Religious movement established in 1926

The Religious Science movement, or Science of Mind, was established in 1926 by Ernest Holmes and is a spiritual, philosophical and metaphysical spiritual movement within the New Thought movement. In general, the term "Science of Mind" applies to the teachings, while the term "Religious Science" applies to the organizations. Adherents often use the terms interchangeably.

The movement was established with the 1926 publication of The Science of Mind, in which Holmes stated "Religious Science is a correlation of laws of science, opinions of philosophy, and revelations of religion applied to human needs and the aspirations of man." He also stated that Religious Science/Science of Mind (RS/SOM) is not based on any "authority" of established beliefs, but rather on "what it can accomplish" for the people who practice it.

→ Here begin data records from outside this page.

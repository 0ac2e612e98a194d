use tracing::{info, warn};
use uuid::Uuid;

use crate::application::ports::AssignmentRepository;
use crate::error::AccessError;

pub struct DeleteAssignmentCommand {
    pub assignment_id: Uuid,
}

/// Hard removal, allowed only for inactive assignments or active ones past
/// the retention window. Anything else must go through revocation so the
/// audit trail survives.
pub async fn execute<A: AssignmentRepository + ?Sized>(
    assignments: &A,
    cmd: DeleteAssignmentCommand,
) -> Result<(), AccessError> {
    let assignment = assignments
        .find_by_id(cmd.assignment_id)
        .await?
        .ok_or_else(|| AccessError::not_found("assignment", cmd.assignment_id))?;

    let (ok, reason) = assignment.can_be_deleted();
    if !ok {
        warn!(assignment_id = %assignment.id, reason, "assignment deletion blocked");
        return Err(AccessError::policy(reason));
    }

    assignments.delete(assignment.id).await?;
    info!(assignment_id = %assignment.id, "assignment deleted");
    Ok(())
}

#[cfg(test)]
mod tests {
    use super::*;
    use crate::domain::entities::Assignment;
    use crate::domain::entities::assignment::ASSIGNMENT_DELETE_AGE_DAYS;
    use crate::domain::value_objects::{OrganizationId, ProfileId, UserId};
    use crate::infrastructure::memory::MemoryAssignmentRepository;
    use chrono::{Duration, Utc};

    fn assignment() -> Assignment {
        Assignment::create(
            UserId::new(),
            ProfileId::new(),
            OrganizationId::new(),
            UserId::new(),
            None,
            None,
            None,
        )
    }

    #[tokio::test]
    async fn test_recent_active_assignment_is_protected() {
        let assignments = MemoryAssignmentRepository::new();
        let fresh = assignment();
        assignments.save(&fresh).await.unwrap();

        let err = execute(
            &assignments,
            DeleteAssignmentCommand {
                assignment_id: fresh.id,
            },
        )
        .await
        .unwrap_err();
        assert!(matches!(err, AccessError::PolicyViolation(_)));

        // Deactivated, it becomes deletable
        assignments.save(&fresh.deactivate()).await.unwrap();
        execute(
            &assignments,
            DeleteAssignmentCommand {
                assignment_id: fresh.id,
            },
        )
        .await
        .unwrap();
        assert!(assignments.find_by_id(fresh.id).await.unwrap().is_none());
    }

    #[tokio::test]
    async fn test_old_active_assignment_is_deletable() {
        let assignments = MemoryAssignmentRepository::new();
        let mut old = assignment();
        old.assigned_at = Utc::now() - Duration::days(ASSIGNMENT_DELETE_AGE_DAYS + 10);
        assignments.save(&old).await.unwrap();

        execute(
            &assignments,
            DeleteAssignmentCommand {
                assignment_id: old.id,
            },
        )
        .await
        .unwrap();
    }
}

The International Centers for Spiritual Living, the United Centers for Spiritual Living (which combined into the Centers for Spiritual Living in 2011) and Global Religious Science Ministries are currently the main denominations promoting Religious Science.

==History==
Ernest Holmes did not originally intend for RS/SOM to be a "church", but rather a teaching institution. In that spirit, many member "churches" have traditionally referred to themselves as "centers". The mental healing work of Phineas Quimby was a source of inspiration to much of the New Thought movement, including RS/SOM. Ernest Holmes was especially strongly influenced by Emma Curtis Hopkins, a former student of Christian Science, especially her "Scientific Christian Mental Practice", a direct precursor to Holmes' "Spiritual Mind Treatment", and by the writings of Judge Thomas Troward and Ralph Waldo Emerson, as he developed his own synthesis, which became known as Religious Science or Science of Mind.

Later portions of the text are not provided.